#### ACTIVITY:
Among the entries that follow, find the lines containing the string "ArgAction" and copy them.

#### SOURCE DATA ####

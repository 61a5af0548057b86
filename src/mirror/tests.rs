// srcbackup: uncommitted and unpushed work backup
//
// SPDX-FileCopyrightText: 2026 Romeo Ahmed
// SPDX-License-Identifier: GPL-3.0-or-later

use std::path::{Path, PathBuf};
use std::sync::Arc;

use super::{
    Mirror, MirrorOutcome, SyncRule, SyncRuleSet, escape_pattern, source_with_separator,
};
use crate::core::process::runner::RunOptions;
use crate::core::process::scripted::{Response, ScriptedRunner};
use crate::error::{BackupError, MirrorError};

fn files(list: &[&str]) -> Vec<String> {
    list.iter().map(ToString::to_string).collect()
}

fn mirror(runner: &Arc<ScriptedRunner>, dry_run: bool) -> Mirror {
    Mirror::new(runner.clone(), "rsync", RunOptions::new(false, dry_run))
}

#[test]
fn test_rule_rendering() {
    assert_eq!(SyncRule::IncludeDir("a".into()).to_string(), "+ a/");
    assert_eq!(SyncRule::IncludeFile("a/b.txt".into()).to_string(), "+ a/b.txt");
    assert_eq!(SyncRule::ExcludeAll.to_string(), "- *");
}

#[test]
fn test_rule_rendering_escapes_wildcards() {
    assert_eq!(
        SyncRule::IncludeFile("a/[draft].txt".into()).to_string(),
        r"+ a/\[draft].txt"
    );
    assert_eq!(
        SyncRule::IncludeDir("what?".into()).to_string(),
        r"+ what\?/"
    );
    assert_eq!(
        SyncRule::IncludeFile(r"odd\name*.txt".into()).to_string(),
        r"+ odd\\name\*.txt"
    );
    // A backslash is literal unless the pattern has wildcards.
    assert_eq!(escape_pattern(r"dir\file.txt"), r"dir\file.txt");
}

#[test]
fn test_rule_set_escapes_bracketed_name() {
    let rules = SyncRuleSet::for_files(&files(&["a/[draft].txt"])).expect("non-empty");
    insta::assert_snapshot!(rules.render(), @r"
    + a/
    + a/\[draft].txt
    - *
    ");
}

#[test]
fn test_containing_dir() {
    assert_eq!(SyncRule::containing_dir("c.txt"), SyncRule::IncludeDir(".".into()));
    assert_eq!(SyncRule::containing_dir("a/b.txt"), SyncRule::IncludeDir("a".into()));
    assert_eq!(
        SyncRule::containing_dir("a/b/c.txt"),
        SyncRule::IncludeDir("a/b".into())
    );
}

#[test]
fn test_rule_set_for_files() {
    let rules = SyncRuleSet::for_files(&files(&["a/b.txt", "c.txt"])).expect("non-empty");
    insta::assert_snapshot!(rules.render(), @r"
    + a/
    + a/b.txt
    + ./
    + c.txt
    - *
    ");
}

#[test]
fn test_rule_set_shape() {
    let input = files(&["z.txt", "src/main.rs", "docs/guide/intro.md", "z.txt"]);
    let rules = SyncRuleSet::for_files(&input).expect("non-empty");
    let rules = rules.rules();

    assert_eq!(rules.len(), input.len() * 2 + 1);
    assert_eq!(rules.last(), Some(&SyncRule::ExcludeAll));
    for (pair, file) in rules.chunks(2).zip(&input) {
        assert!(matches!(pair[0], SyncRule::IncludeDir(_)));
        assert!(pair[0].to_string().ends_with('/'));
        assert_eq!(pair[1], SyncRule::IncludeFile(file.clone()));
    }
}

#[test]
fn test_rule_set_empty() {
    assert!(SyncRuleSet::for_files(&[]).is_none());
}

#[test]
fn test_write_temp_removed_on_drop() {
    let rules = SyncRuleSet::for_files(&files(&["c.txt"])).expect("non-empty");
    let file = rules.write_temp().expect("rule file");
    let path: PathBuf = file.path().to_path_buf();

    assert_eq!(std::fs::read_to_string(&path).expect("read"), "+ ./\n+ c.txt\n- *\n");
    drop(file);
    assert!(!path.exists());
}

#[test]
fn test_source_separator() {
    assert_eq!(source_with_separator(Path::new("/src/repo")), "/src/repo/");
    assert_eq!(source_with_separator(Path::new("/src/repo/")), "/src/repo/");
}

#[tokio::test]
async fn test_mirror_empty_list_is_noop() {
    let dest = tempfile::tempdir().expect("tempdir");
    let keep = dest.path().join("keep.txt");
    std::fs::write(&keep, "old").expect("write");
    let runner = Arc::new(ScriptedRunner::new());

    let outcome = mirror(&runner, false)
        .mirror(Path::new("/src/repo"), &[], dest.path())
        .await
        .expect("no-op");

    assert_eq!(outcome, MirrorOutcome::NothingToMirror);
    assert!(runner.calls().is_empty());
    assert!(keep.exists());
}

#[tokio::test]
async fn test_mirror_invocation() {
    let root = tempfile::tempdir().expect("tempdir");
    let dest = root.path().join("backup/uncommittedFiles");
    let runner = Arc::new(ScriptedRunner::new());

    let outcome = mirror(&runner, false)
        .mirror(Path::new("/src/repo"), &files(&["a/b.txt", "c.txt"]), &dest)
        .await
        .expect("mirror");

    assert_eq!(outcome, MirrorOutcome::Mirrored { files: 2 });
    assert!(dest.is_dir());

    let calls = runner.calls_for("rsync");
    assert_eq!(calls.len(), 1);
    let call = &calls[0];
    let rule_path = call.args[5].clone();
    assert_eq!(
        call.args,
        vec![
            "--archive".to_string(),
            "--verbose".into(),
            "--delete".into(),
            "--delete-excluded".into(),
            "--include-from".into(),
            rule_path.clone(),
            "/src/repo/".into(),
            dest.display().to_string(),
        ]
    );
    assert_eq!(
        call.include_rules.as_deref(),
        Some("+ a/\n+ a/b.txt\n+ ./\n+ c.txt\n- *\n")
    );
    assert!(!Path::new(&rule_path).exists());
}

#[tokio::test]
async fn test_mirror_dry_run() {
    let root = tempfile::tempdir().expect("tempdir");
    let dest = root.path().join("not-created");
    let runner = Arc::new(ScriptedRunner::new());

    mirror(&runner, true)
        .mirror(Path::new("/src/repo"), &files(&["c.txt"]), &dest)
        .await
        .expect("dry run");

    let call = &runner.calls_for("rsync")[0];
    assert_eq!(call.args[2], "--dry-run");
    assert!(!dest.exists());
}

#[tokio::test]
async fn test_mirror_failure_removes_rule_file() {
    let root = tempfile::tempdir().expect("tempdir");
    let runner = Arc::new(
        ScriptedRunner::new().on("rsync", Response::exit(23).with_stderr("some files vanished")),
    );

    let err = mirror(&runner, false)
        .mirror(Path::new("/src/repo"), &files(&["c.txt"]), root.path())
        .await
        .expect_err("rsync fails");

    let BackupError::Mirror(inner) = &err else {
        panic!("expected mirror error, got {err:?}");
    };
    assert!(matches!(**inner, MirrorError::SyncFailed { .. }));

    let call = &runner.calls_for("rsync")[0];
    assert!(call.include_rules.is_some());
    assert!(!Path::new(&call.args[5]).exists());
}
// srcbackup: uncommitted and unpushed work backup
//
// SPDX-FileCopyrightText: 2026 Romeo Ahmed
// SPDX-License-Identifier: GPL-3.0-or-later

//! Global CLI options available for all commands.
//!
//! # Option Precedence
//!
//! ```text
//! --config FILE         ← Additional config files (can repeat)
//! --repository DIR      ← paths.repository override
//! --destination DIR     ← paths.destination override
//! --dry                 ← No writes, rsync --dry-run
//! --verbose             ← Verbose hg/rsync, debug console log
//! --log-level N         ← Console verbosity (0-6)
//! --file-log-level N    ← File verbosity
//! --set KEY=VAL         ← Direct config override
//!
//! Precedence: CLI flags > --set > env > --config > srcbackup.toml > defaults
//! ```

use clap::Args;
use std::path::PathBuf;

use crate::error::{ConfigError, Result};

/// Global options available for all commands.
#[derive(Debug, Clone, Default, Args)]
pub struct GlobalOptions {
    /// Path to additional TOML configuration file(s).
    /// Can be specified multiple times.
    #[arg(short = 'c', long = "config", value_name = "FILE", action = clap::ArgAction::Append)]
    pub configs: Vec<PathBuf>,

    /// Disables loading `srcbackup.toml` from the current directory.
    #[arg(long = "no-default-config")]
    pub no_default_config: bool,

    /// Working copy to back up.
    #[arg(short = 'r', long = "repository", value_name = "DIR")]
    pub repository: Option<PathBuf>,

    /// Backup root (will contain uncommittedFiles/, uncommittedDiffs/, unpushedCommits/).
    #[arg(short = 'd', long = "destination", value_name = "DIR")]
    pub destination: Option<PathBuf>,

    /// Shows what would be backed up without writing anything.
    #[arg(long)]
    pub dry: bool,

    /// Verbose hg and rsync output; raises the console log level to debug.
    #[arg(short = 'v', long)]
    pub verbose: bool,

    /// Console log level (0=silent, 1=errors, 2=warnings, 3=info, 4=debug, 5=trace, 6=dump).
    #[arg(short = 'l', long = "log-level", value_name = "LEVEL", value_parser = clap::value_parser!(u8).range(0..=6)
    )]
    pub log_level: Option<u8>,

    /// File log level.
    #[arg(long = "file-log-level", value_name = "LEVEL", value_parser = clap::value_parser!(u8).range(0..=6)
    )]
    pub file_log_level: Option<u8>,

    /// Path to log file.
    #[arg(long = "log-file", value_name = "FILE")]
    pub log_file: Option<PathBuf>,

    /// Sets an option, such as 'tools.hg=/opt/hg/bin/hg'.
    /// Can be specified multiple times.
    #[arg(short = 's', long = "set", value_name = "OPTION", action = clap::ArgAction::Append)]
    pub options: Vec<String>,
}

/// A single configuration override from the command line.
#[derive(Debug, Clone, PartialEq, Eq)]
pub enum Override {
    Bool(String, bool),
    Int(String, i64),
    Text(String, String),
}

impl Override {
    #[must_use]
    pub fn key(&self) -> &str {
        match self {
            Self::Bool(key, _) | Self::Int(key, _) | Self::Text(key, _) => key,
        }
    }
}

impl GlobalOptions {
    /// Converts command-line options to configuration overrides.
    ///
    /// `--set` entries come first so dedicated flags win over them.
    ///
    /// # Errors
    ///
    /// Returns `ConfigError::InvalidValue` for a `--set` entry without `=`.
    pub fn to_config_overrides(&self) -> Result<Vec<Override>> {
        let mut overrides = Vec::new();

        for option in &self.options {
            let (key, value) = option
                .split_once('=')
                .ok_or_else(|| ConfigError::InvalidValue {
                    section: "cli".to_string(),
                    key: "set".to_string(),
                    message: format!("expected KEY=VALUE, got '{option}'"),
                })?;
            overrides.push(Override::Text(
                key.trim().replace('/', "."),
                value.trim().to_string(),
            ));
        }

        if let Some(level) = self.log_level {
            overrides.push(Override::Int(
                "global.output_log_level".into(),
                i64::from(level),
            ));
        }

        if let Some(level) = self.file_log_level {
            overrides.push(Override::Int(
                "global.file_log_level".into(),
                i64::from(level),
            ));
        }

        if let Some(ref path) = self.log_file {
            overrides.push(Override::Text(
                "global.log_file".into(),
                path.display().to_string(),
            ));
        }

        if self.dry {
            overrides.push(Override::Bool("global.dry".into(), true));
        }

        if self.verbose {
            overrides.push(Override::Bool("global.verbose".into(), true));
        }

        if let Some(ref repository) = self.repository {
            overrides.push(Override::Text(
                "paths.repository".into(),
                repository.display().to_string(),
            ));
        }

        if let Some(ref destination) = self.destination {
            overrides.push(Override::Text(
                "paths.destination".into(),
                destination.display().to_string(),
            ));
        }

        Ok(overrides)
    }
}
// srcbackup: uncommitted and unpushed work backup
//
// SPDX-FileCopyrightText: 2026 Romeo Ahmed
// SPDX-License-Identifier: GPL-3.0-or-later

//! Backup artifact naming and capture.
//!
//! ```text
//! bundle_file_name(record)  bundle_2024-03-05T13:30:00_3f2a9c1b7d4e.hg
//! diff_file_name(id, now)   2024-03-05T13:30:00.250000_3f2a9c1b7d4e.patch
//!
//! capture_*(dest)
//!   dest exists --> AlreadyExists   (rerun after a capture is a no-op)
//!   dry run     --> Planned
//!   otherwise   --> create parent dirs and an empty dest, run hg --> Written
//!                   (dest stays behind on failure, so hg runs once per name)
//! ```
//!
//! Timestamps are always UTC so the same commit gets the same name on every
//! machine.

pub mod capture;


use chrono::{DateTime, Timelike, Utc};

use crate::hg::RevisionRecord;

pub use capture::{CaptureOutcome, capture_uncommitted_diff, capture_unpushed_bundle};

/// Extension of uncompressed hg bundles.
pub const BUNDLE_EXTENSION: &str = "hg";

/// Extension of captured diffs.
pub const DIFF_EXTENSION: &str = "patch";

/// Number of revision id characters kept in diff names.
pub const DIFF_ID_LEN: usize = 12;

/// Formats `timestamp` as `YYYY-MM-DDTHH:MM:SS[.ffffff]`.
///
/// Microseconds appear only when non-zero. No offset suffix is written.
#[must_use]
pub fn iso_timestamp(timestamp: DateTime<Utc>) -> String {
    if timestamp.nanosecond() / 1_000 == 0 {
        timestamp.format("%Y-%m-%dT%H:%M:%S").to_string()
    } else {
        timestamp.format("%Y-%m-%dT%H:%M:%S%.6f").to_string()
    }
}

/// File name for the bundle of an unpushed commit.
#[must_use]
pub fn bundle_file_name(record: &RevisionRecord) -> String {
    format!(
        "bundle_{}_{}.{BUNDLE_EXTENSION}",
        iso_timestamp(record.timestamp),
        record.id
    )
}

/// File name for a diff taken on top of `revision_id` at `now`.
#[must_use]
pub fn diff_file_name(revision_id: &str, now: DateTime<Utc>) -> String {
    let short: String = revision_id.chars().take(DIFF_ID_LEN).collect();
    format!("{}_{short}.{DIFF_EXTENSION}", iso_timestamp(now))
}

####

#### OUTPUT OF THE EXERCISE:
    #[arg(short = 'c', long = "config", value_name = "FILE", action = clap::ArgAction::Append)]
    #[arg(short = 's', long = "set", value_name = "OPTION", action = clap::ArgAction::Append)]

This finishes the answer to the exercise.